Collected data entries:
//! The canonical message model built from a Slack export.
//!
//! Parsing produces one [`ParsedExport`]: destination channel name →
//! [`ChannelMessages`] → [`RootEntry`] (a root message plus an optional
//! thread). All maps are keyed by [`Timestamp`], so iterating them yields
//! source chronological order without any explicit sort step.
//!
//! The model is built once by [`crate::ingest::ExportIngester`], has its
//! attached-file local paths filled in by [`crate::download::FileFetcher`],
//! and is then handed read-only to the delivery pipeline.

use std::collections::BTreeMap;
use std::fmt;
use std::path::PathBuf;

use chrono::Local;
use serde::{Deserialize, Serialize};

/// A Slack message timestamp: whole microseconds since the Unix epoch.
///
/// Slack serializes timestamps as strings of the form `"1693347600.000100"`
/// (seconds, dot, fractional digits). Within one channel these values form a
/// single shared key space: a thread root and its replies never collide.
/// Storing microseconds as an integer makes the value a well-behaved ordered
/// map key, which the float form is not.
///
/// # Example
///
/// ```
/// use slackport::model::Timestamp;
///
/// let ts = Timestamp::parse("1693347600.000100").unwrap();
/// assert_eq!(ts.to_string(), "1693347600.000100");
/// assert!(ts < Timestamp::parse("1693347600.000200").unwrap());
/// ```
#[derive(
    Debug, Clone, Copy, PartialEq, Eq, PartialOrd, Ord, Hash, Serialize, Deserialize, Default,
)]
#[serde(transparent)]
pub struct Timestamp(i64);

impl Timestamp {
    /// Parses a Slack `ts` string (`"seconds.fraction"` or `"seconds"`).
    ///
    /// Fractional digits beyond microseconds are truncated; missing digits
    /// are zero-padded. Returns `None` for anything non-numeric.
    pub fn parse(s: &str) -> Option<Self> {
        let (secs_part, frac_part) = match s.split_once('.') {
            Some((secs, frac)) => (secs, frac),
            None => (s, ""),
        };

        let secs: i64 = secs_part.parse().ok()?;

        let mut micros: i64 = 0;
        let mut seen = 0;
        for c in frac_part.chars() {
            if seen == 6 {
                break;
            }
            micros = micros * 10 + i64::from(c.to_digit(10)?);
            seen += 1;
        }
        for _ in seen..6 {
            micros *= 10;
        }

        Some(Self(secs * 1_000_000 + micros))
    }

    /// Creates a timestamp from whole seconds since the epoch.
    pub fn from_secs(secs: i64) -> Self {
        Self(secs * 1_000_000)
    }

    /// Creates a timestamp from whole microseconds since the epoch.
    pub fn from_micros(micros: i64) -> Self {
        Self(micros)
    }

    /// Whole seconds since the epoch.
    pub fn secs(&self) -> i64 {
        self.0.div_euclid(1_000_000)
    }

    /// Microseconds within the current second.
    pub fn subsec_micros(&self) -> i64 {
        self.0.rem_euclid(1_000_000)
    }

    /// Formats this timestamp in local time, `YYYY-MM-DD HH:MM:SS`.
    ///
    /// Used for the header line prepended to every posted message.
    pub fn format_local(&self) -> String {
        format_epoch_secs(self.secs())
    }
}

impl fmt::Display for Timestamp {
    fn fmt(&self, f: &mut fmt::Formatter<'_>) -> fmt::Result {
        write!(f, "{}.{:06}", self.secs(), self.subsec_micros())
    }
}

/// Formats whole epoch seconds in local time, `YYYY-MM-DD HH:MM:SS`.
///
/// Falls back to the raw number if the value is outside chrono's range.
pub fn format_epoch_secs(secs: i64) -> String {
    match chrono::DateTime::from_timestamp(secs, 0) {
        Some(dt) => dt
            .with_timezone(&Local)
            .format("%Y-%m-%d %H:%M:%S")
            .to_string(),
        None => secs.to_string(),
    }
}

/// A rich-link preview extracted from one Slack attachment record.
///
/// Slack calls these "attachments"; Discord calls them embeds. Every field
/// is optional and carried over field-for-field. Immutable once built.
#[derive(Debug, Clone, PartialEq, Eq, Default)]
pub struct Link {
    /// Link title
    pub title: Option<String>,
    /// Target URL of the title
    pub title_link: Option<String>,
    /// Description text
    pub text: Option<String>,
    /// Name of the service the link points at
    pub service_name: Option<String>,
    /// Icon URL of that service
    pub service_icon: Option<String>,
    /// Full-size image URL
    pub image_url: Option<String>,
    /// Thumbnail URL
    pub thumb_url: Option<String>,
}

/// A file attached to a Slack message.
///
/// `local_path` is filled in later by the downloader; `not_found` is set
/// if the remote side returned an explicit not-found response that the
/// operator chose to tolerate.
#[derive(Debug, Clone, PartialEq, Eq)]
pub struct AttachedFile {
    /// Slack file id
    pub id: String,
    /// Display name for the upload
    pub name: String,
    /// Remote source URL (`url_private` in the export)
    pub url: String,
    /// Where the downloader stored the file locally
    pub local_path: Option<PathBuf>,
    /// The remote side said the file no longer exists
    pub not_found: bool,
}

impl AttachedFile {
    /// Creates a new attached file awaiting download.
    pub fn new(id: impl Into<String>, name: impl Into<String>, url: impl Into<String>) -> Self {
        Self {
            id: id.into(),
            name: name.into(),
            url: url.into(),
            local_path: None,
            not_found: false,
        }
    }

    /// Returns `true` if this file was downloaded and can be uploaded.
    pub fn is_uploadable(&self) -> bool {
        self.local_path.is_some() && !self.not_found
    }
}

/// A single message transformed from a Slack export record.
///
/// `text` is the fully formatted content (timestamp/name header plus body).
/// Links and files keep their source order; both lists are appended to
/// during construction only.
#[derive(Debug, Clone, PartialEq, Default)]
pub struct ParsedMessage {
    /// Formatted message text, ready to post
    pub text: String,
    links: Vec<Link>,
    files: Vec<AttachedFile>,
}

impl ParsedMessage {
    /// Creates a message with the given formatted text and no links/files.
    pub fn new(text: impl Into<String>) -> Self {
        Self {
            text: text.into(),
            links: Vec::new(),
            files: Vec::new(),
        }
    }

    /// Appends a link preview. Source order is preserved.
    pub fn push_link(&mut self, link: Link) {
        self.links.push(link);
    }

    /// Appends an attached file. Source order is preserved.
    pub fn push_file(&mut self, file: AttachedFile) {
        self.files.push(file);
    }

    /// The link previews, in source order.
    pub fn links(&self) -> &[Link] {
        &self.links
    }

    /// The attached files, in source order.
    pub fn files(&self) -> &[AttachedFile] {
        &self.files
    }

    /// Mutable access to the attached files, for the downloader.
    pub fn files_mut(&mut self) -> &mut [AttachedFile] {
        &mut self.files
    }
}

/// Replies of one thread, keyed by each reply's own timestamp.
pub type ThreadMap = BTreeMap<Timestamp, ParsedMessage>;

/// A root message plus its optional thread.
///
/// `thread: None` is a standalone message. `Some` with an empty map is a
/// thread root still awaiting replies (or whose replies were lost from the
/// export). The distinction matters: only roots that declared replies get a
/// thread created on the Discord side.
#[derive(Debug, Clone, PartialEq, Default)]
pub struct RootEntry {
    /// The root message
    pub message: ParsedMessage,
    /// Thread replies, if this root anchors a thread
    pub thread: Option<ThreadMap>,
}

impl RootEntry {
    /// A message with no thread.
    pub fn standalone(message: ParsedMessage) -> Self {
        Self {
            message,
            thread: None,
        }
    }

    /// A thread root with an (initially empty) reply map.
    pub fn thread_root(message: ParsedMessage) -> Self {
        Self {
            message,
            thread: Some(ThreadMap::new()),
        }
    }

    /// Returns `true` if this entry anchors a thread.
    pub fn is_thread_root(&self) -> bool {
        self.thread.is_some()
    }
}

/// All root entries of one destination channel, keyed by root timestamp.
pub type ChannelMessages = BTreeMap<Timestamp, RootEntry>;

/// Mapping from source Slack channel (or `None` in single-file mode) to
/// destination Discord channel name, in definition order.
pub type ChannelMap = Vec<(Option<String>, String)>;

/// The complete parsed export: destination channel name → messages.
///
/// Built once per run by the ingester; after the downloader fills in local
/// file paths it is read-only.
#[derive(Debug, Clone, Default, PartialEq)]
pub struct ParsedExport {
    channels: BTreeMap<String, ChannelMessages>,
}

impl ParsedExport {
    /// Creates an empty export.
    pub fn new() -> Self {
        Self::default()
    }

    /// Inserts (or replaces) one channel's messages.
    pub fn insert_channel(&mut self, dest_channel: impl Into<String>, messages: ChannelMessages) {
        self.channels.insert(dest_channel.into(), messages);
    }

    /// Iterates channels by destination name.
    pub fn channels(&self) -> impl Iterator<Item = (&String, &ChannelMessages)> {
        self.channels.iter()
    }

    /// Destination channel names.
    pub fn channel_names(&self) -> impl Iterator<Item = &String> {
        self.channels.keys()
    }

    /// Looks up one channel's messages.
    pub fn channel(&self, dest_channel: &str) -> Option<&ChannelMessages> {
        self.channels.get(dest_channel)
    }

    /// Number of destination channels.
    pub fn len(&self) -> usize {
        self.channels.len()
    }

    /// Returns `true` if no channels were parsed.
    pub fn is_empty(&self) -> bool {
        self.channels.is_empty()
    }

    /// Visits every attached file in the export mutably, roots first, then
    /// thread replies, so the downloader can fill in local paths.
    pub fn files_mut(&mut self) -> impl Iterator<Item = &mut AttachedFile> {
        self.channels.values_mut().flat_map(|msgs| {
            msgs.values_mut().flat_map(|entry| {
                let root_files = entry.message.files.iter_mut();
                let thread_files = entry
                    .thread
                    .iter_mut()
                    .flat_map(|t| t.values_mut().flat_map(|m| m.files.iter_mut()));
                root_files.chain(thread_files)
            })
        })
    }

    /// Total count of attached files across all messages.
    pub fn file_count(&self) -> usize {
        self.channels
            .values()
            .flat_map(|msgs| msgs.values())
            .map(|entry| {
                entry.message.files.len()
                    + entry
                        .thread
                        .as_ref()
                        .map_or(0, |t| t.values().map(|m| m.files.len()).sum())
            })
            .sum()
    }
}

#[cfg(test)]
mod tests {
    use super::*;

    #[test]
    fn test_timestamp_parse_and_display() {
        let ts = Timestamp::parse("1693347600.000100").unwrap();
        assert_eq!(ts.secs(), 1693347600);
        assert_eq!(ts.subsec_micros(), 100);
        assert_eq!(ts.to_string(), "1693347600.000100");
    }

    #[test]
    fn test_timestamp_parse_whole_seconds() {
        let ts = Timestamp::parse("1693347600").unwrap();
        assert_eq!(ts, Timestamp::from_secs(1693347600));
        assert_eq!(ts.to_string(), "1693347600.000000");
    }

    #[test]
    fn test_timestamp_parse_short_fraction_pads() {
        let ts = Timestamp::parse("100.5").unwrap();
        assert_eq!(ts.subsec_micros(), 500_000);
    }

    #[test]
    fn test_timestamp_parse_long_fraction_truncates() {
        let ts = Timestamp::parse("100.1234567").unwrap();
        assert_eq!(ts.subsec_micros(), 123_456);
    }

    #[test]
    fn test_timestamp_parse_rejects_garbage() {
        assert!(Timestamp::parse("").is_none());
        assert!(Timestamp::parse("abc").is_none());
        assert!(Timestamp::parse("12.3a").is_none());
    }

    #[test]
    fn test_timestamp_ordering() {
        let a = Timestamp::parse("1000.000001").unwrap();
        let b = Timestamp::parse("1000.000002").unwrap();
        let c = Timestamp::parse("1001.000000").unwrap();
        assert!(a < b);
        assert!(b < c);
    }

    #[test]
    fn test_attached_file_uploadable() {
        let mut file = AttachedFile::new("F1", "pic.png", "https://example.com/pic.png");
        assert!(!file.is_uploadable());

        file.local_path = Some(PathBuf::from("/tmp/F1"));
        assert!(file.is_uploadable());

        file.not_found = true;
        assert!(!file.is_uploadable());
    }

    #[test]
    fn test_root_entry_kinds() {
        let standalone = RootEntry::standalone(ParsedMessage::new("hi"));
        assert!(!standalone.is_thread_root());

        let root = RootEntry::thread_root(ParsedMessage::new("root"));
        assert!(root.is_thread_root());
        assert!(root.thread.as_ref().unwrap().is_empty());
    }

    #[test]
    fn test_channel_messages_iterates_ascending() {
        let mut msgs = ChannelMessages::new();
        msgs.insert(
            Timestamp::from_secs(2000),
            RootEntry::standalone(ParsedMessage::new("second")),
        );
        msgs.insert(
            Timestamp::from_secs(1000),
            RootEntry::standalone(ParsedMessage::new("first")),
        );

        let order: Vec<i64> = msgs.keys().map(Timestamp::secs).collect();
        assert_eq!(order, vec![1000, 2000]);
    }

    #[test]
    fn test_export_files_mut_visits_roots_and_threads() {
        let mut root = ParsedMessage::new("root");
        root.push_file(AttachedFile::new("F1", "a", "u1"));

        let mut reply = ParsedMessage::new("reply");
        reply.push_file(AttachedFile::new("F2", "b", "u2"));

        let mut entry = RootEntry::thread_root(root);
        entry
            .thread
            .as_mut()
            .unwrap()
            .insert(Timestamp::from_secs(2001), reply);

        let mut msgs = ChannelMessages::new();
        msgs.insert(Timestamp::from_secs(2000), entry);

        let mut export = ParsedExport::new();
        export.insert_channel("general", msgs);

        assert_eq!(export.file_count(), 2);
        let ids: Vec<String> = export.files_mut().map(|f| f.id.clone()).collect();
        assert_eq!(ids, vec!["F1", "F2"]);
    }
}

▸ TASK TO CARRY OUT: The lines to copy run from the first line of the entries to the line containing "truncated; missing digits"; copy them exactly and output nothing else.

▸ WRITTEN RESPONSE:
//! The canonical message model built from a Slack export.
//!
//! Parsing produces one [`ParsedExport`]: destination channel name →
//! [`ChannelMessages`] → [`RootEntry`] (a root message plus an optional
//! thread). All maps are keyed by [`Timestamp`], so iterating them yields
//! source chronological order without any explicit sort step.
//!
//! The model is built once by [`crate::ingest::ExportIngester`], has its
//! attached-file local paths filled in by [`crate::download::FileFetcher`],
//! and is then handed read-only to the delivery pipeline.

use std::collections::BTreeMap;
use std::fmt;
use std::path::PathBuf;

use chrono::Local;
use serde::{Deserialize, Serialize};

/// A Slack message timestamp: whole microseconds since the Unix epoch.
///
/// Slack serializes timestamps as strings of the form `"1693347600.000100"`
/// (seconds, dot, fractional digits). Within one channel these values form a
/// single shared key space: a thread root and its replies never collide.
/// Storing microseconds as an integer makes the value a well-behaved ordered
/// map key, which the float form is not.
///
/// # Example
///
/// ```
/// use slackport::model::Timestamp;
///
/// let ts = Timestamp::parse("1693347600.000100").unwrap();
/// assert_eq!(ts.to_string(), "1693347600.000100");
/// assert!(ts < Timestamp::parse("1693347600.000200").unwrap());
/// ```
#[derive(
    Debug, Clone, Copy, PartialEq, Eq, PartialOrd, Ord, Hash, Serialize, Deserialize, Default,
)]
#[serde(transparent)]
pub struct Timestamp(i64);

impl Timestamp {
    /// Parses a Slack `ts` string (`"seconds.fraction"` or `"seconds"`).
    ///
    /// Fractional digits beyond microseconds are truncated; missing digits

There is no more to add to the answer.